Lab chimps likened to enslaved blacks at animal-rights trial

In a ​”​Planet of the Apes​”​-style quest to grant primates the same liberties enjoyed by humans​, lawyers for​ an animal-rights group ​shockingly ​compared ​their legal fight to the struggle of enslaved blacks in the US.

“We had a history of that for hundreds of years saying black people are not part of society and you can enslave them. That wasn’t right. It didn’t work,” said Steven Wise, head of the Nonhuman Rights Project.

His group is asking a Manhattan Supreme Court judge to grant a writ of habeas corpus to two chimpanzees living in a Stony Brook University lab in Suffolk County. If granted, the writ would free the 8-year-old chimps Hercules and Leo by declaring their confinement illegal.

Wise came before Justice Barbara Jaffee after losing their fight in three other state courts.

He extended the slavery comparison by saying that at one point in time courts didn’t recognize Native Americans as “legal persons” either.

Wise said chimps are “autonomous beings…they are self-conscious…they can understand what others are thinking…they plan for what their life is going to be like…they have language.

“Arbitrarily condemning an autonomous being to a life of slavery could eat away at the rights that we humans thought we had,” Wise claimed.

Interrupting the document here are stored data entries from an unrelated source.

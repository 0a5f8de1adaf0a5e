//! Optional Tracy instrumentation.
//!
//! Enabled with the `profiling` Cargo feature. Without it every macro in
//! this module expands to nothing.
//!
//! ```ignore
//! use arbor_core::profiling::{frame_mark, profile_plot, profile_scope};
//!
//! fn submit_frame() {
//!     profile_scope!("submit_frame");
//!     // ...
//!     profile_plot!("buffer_arena_reserved", reserved_bytes);
//!     frame_mark!();
//! }
//! ```

#[cfg(feature = "profiling")]
pub use tracy_client::{self, frame_mark as tracy_frame_mark, plot as tracy_plot, span};

/// Mark the end of a frame for Tracy's frame view.
#[macro_export]
#[cfg(feature = "profiling")]
macro_rules! frame_mark {
    () => {
        $crate::profiling::tracy_frame_mark()
    };
}

/// Mark the end of a frame (no-op when profiling disabled).
#[macro_export]
#[cfg(not(feature = "profiling"))]
macro_rules! frame_mark {
    () => {};
}

/// Open a span that lasts until the end of the enclosing scope.
#[macro_export]
#[cfg(feature = "profiling")]
macro_rules! profile_scope {
    ($name:expr) => {
        let _profile_span = $crate::profiling::span!($name);
    };
}

/// Open a span (no-op when profiling disabled).
#[macro_export]
#[cfg(not(feature = "profiling"))]
macro_rules! profile_scope {
    ($name:expr) => {};
}

/// Plot a value over time, e.g. bytes reserved in an arena.
#[macro_export]
#[cfg(feature = "profiling")]
macro_rules! profile_plot {
    ($name:expr, $value:expr) => {
        $crate::profiling::tracy_plot!($name, $value as f64)
    };
}

/// Plot a value (no-op when profiling disabled).
#[macro_export]
#[cfg(not(feature = "profiling"))]
macro_rules! profile_plot {
    ($name:expr, $value:expr) => {
        let _ = $value;
    };
}

pub use crate::{frame_mark, profile_plot, profile_scope};

#[cfg(test)]
mod tests {
    #[test]
    fn test_macros_compile() {
        frame_mark!();
        profile_scope!("test_scope");
        profile_plot!("test_value", 42u64);
    }
}
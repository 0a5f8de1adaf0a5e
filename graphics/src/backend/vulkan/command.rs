//! Vulkan command pool and buffer recording.

use ash::vk;

use crate::backend::{GpuBuffer, GpuCommandBuffer};
use crate::error::GraphicsError;
use crate::types::{CommandBufferLevel, CopyRegion};

use super::conversion::convert_result;

/// Create a command pool whose buffers can be reset individually.
pub fn create_command_pool(
    device: &ash::Device,
    queue_family_index: u32,
) -> Result<vk::CommandPool, GraphicsError> {
    let pool_info = vk::CommandPoolCreateInfo::default()
        .queue_family_index(queue_family_index)
        .flags(vk::CommandPoolCreateFlags::RESET_COMMAND_BUFFER);

    unsafe { device.create_command_pool(&pool_info, None) }
        .map_err(|e| convert_result(e, "vkCreateCommandPool"))
}

/// Allocate one command buffer of `level` from `pool`.
pub fn allocate_command_buffer(
    device: &ash::Device,
    pool: vk::CommandPool,
    level: CommandBufferLevel,
) -> Result<vk::CommandBuffer, GraphicsError> {
    let alloc_info = vk::CommandBufferAllocateInfo::default()
        .command_pool(pool)
        .level(match level {
            CommandBufferLevel::Primary => vk::CommandBufferLevel::PRIMARY,
            CommandBufferLevel::Secondary => vk::CommandBufferLevel::SECONDARY,
        })
        .command_buffer_count(1);

    let buffers = unsafe { device.allocate_command_buffers(&alloc_info) }
        .map_err(|e| convert_result(e, "vkAllocateCommandBuffers"))?;

    buffers.into_iter().next().ok_or_else(|| {
        GraphicsError::ResourceCreationFailed("vkAllocateCommandBuffers returned nothing".into())
    })
}

/// Reset and begin recording.
///
/// Secondaries are recorded outside a render pass, so they inherit nothing.
pub fn begin(
    device: &ash::Device,
    command_buffer: vk::CommandBuffer,
    level: CommandBufferLevel,
) -> Result<(), GraphicsError> {
    unsafe { device.reset_command_buffer(command_buffer, vk::CommandBufferResetFlags::empty()) }
        .map_err(|e| convert_result(e, "vkResetCommandBuffer"))?;

    let inheritance = vk::CommandBufferInheritanceInfo::default();
    let mut begin_info = vk::CommandBufferBeginInfo::default()
        .flags(vk::CommandBufferUsageFlags::ONE_TIME_SUBMIT);
    if level == CommandBufferLevel::Secondary {
        begin_info = begin_info.inheritance_info(&inheritance);
    }

    unsafe { device.begin_command_buffer(command_buffer, &begin_info) }
        .map_err(|e| convert_result(e, "vkBeginCommandBuffer"))
}

fn vk_buffer(buffer: &GpuBuffer) -> Option<vk::Buffer> {
    #[allow(unreachable_patterns)]
    match buffer {
        GpuBuffer::Vulkan { buffer, .. } => Some(*buffer),
        _ => None,
    }
}

pub fn copy_buffer(
    device: &ash::Device,
    command_buffer: vk::CommandBuffer,
    src: &GpuBuffer,
    dst: &GpuBuffer,
    regions: &[CopyRegion],
) {
    let (Some(src), Some(dst)) = (vk_buffer(src), vk_buffer(dst)) else {
        log::error!("copy_buffer: buffers do not belong to the Vulkan backend");
        return;
    };

    let regions: Vec<vk::BufferCopy> = regions
        .iter()
        .map(|region| vk::BufferCopy {
            src_offset: region.src_offset,
            dst_offset: region.dst_offset,
            size: region.size,
        })
        .collect();

    unsafe { device.cmd_copy_buffer(command_buffer, src, dst, &regions) };
}

pub fn fill_buffer(
    device: &ash::Device,
    command_buffer: vk::CommandBuffer,
    dst: &GpuBuffer,
    offset: u64,
    size: u64,
    value: u32,
) {
    let Some(dst) = vk_buffer(dst) else {
        log::error!("fill_buffer: buffer does not belong to the Vulkan backend");
        return;
    };

    unsafe { device.cmd_fill_buffer(command_buffer, dst, offset, size, value) };
}

pub fn execute_commands(
    device: &ash::Device,
    command_buffer: vk::CommandBuffer,
    secondaries: &[&GpuCommandBuffer],
) {
    #[allow(unreachable_patterns)]
    let handles: Vec<vk::CommandBuffer> = secondaries
        .iter()
        .filter_map(|secondary| match secondary {
            GpuCommandBuffer::Vulkan { command_buffer, .. } => Some(*command_buffer),
            _ => None,
        })
        .collect();

    if handles.len() != secondaries.len() {
        log::error!("execute_commands: secondaries do not belong to the Vulkan backend");
        return;
    }
    if handles.is_empty() {
        return;
    }

    unsafe { device.cmd_execute_commands(command_buffer, &handles) };
}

He went on to make the startling claim that locking up chimps “may be even worse than imprisoning human beings” because “they don’t even know why they’re there.”

Christopher Coulston, a lawyer with the state attorney general’s office who is representing Stony Brook, called the slavery parallel misplaced.

“The reality is these are fundamentally different species. They have no ability to p​​artake in human society,” Coulston reasoned, noting that the group “has never met Hercules and Leo” and “doesn’t really know anything about the conditions they are held in.”

He said that the Jane Goodall-backed group ironically wants to move Hercules and Leo from a lab to another type of confinement, a tropical chimp sanctuary in Florida.

“They will undeniably be held there,” Coulston said. “They’re placed on island because they can’t swim. Their bodily liberty is still constrained.”

Justice Barbara Jaffee seemed wildly entertained by the two-hour chimp circus that was attended by around 100 activists including one toting a sign reading “Save Hercules and Leo.”

“I thank you counsel for your extremely interesting and well-argued oral arguments,” Jaffee said. She will decide whether or not to free the chimps in the coming weeks.

But the judge hinted she may rule in favor of the animal rights group calling the 800-year-old legal writ of habeas corpus a “powerful and broad tool subject to expansive interpretation.”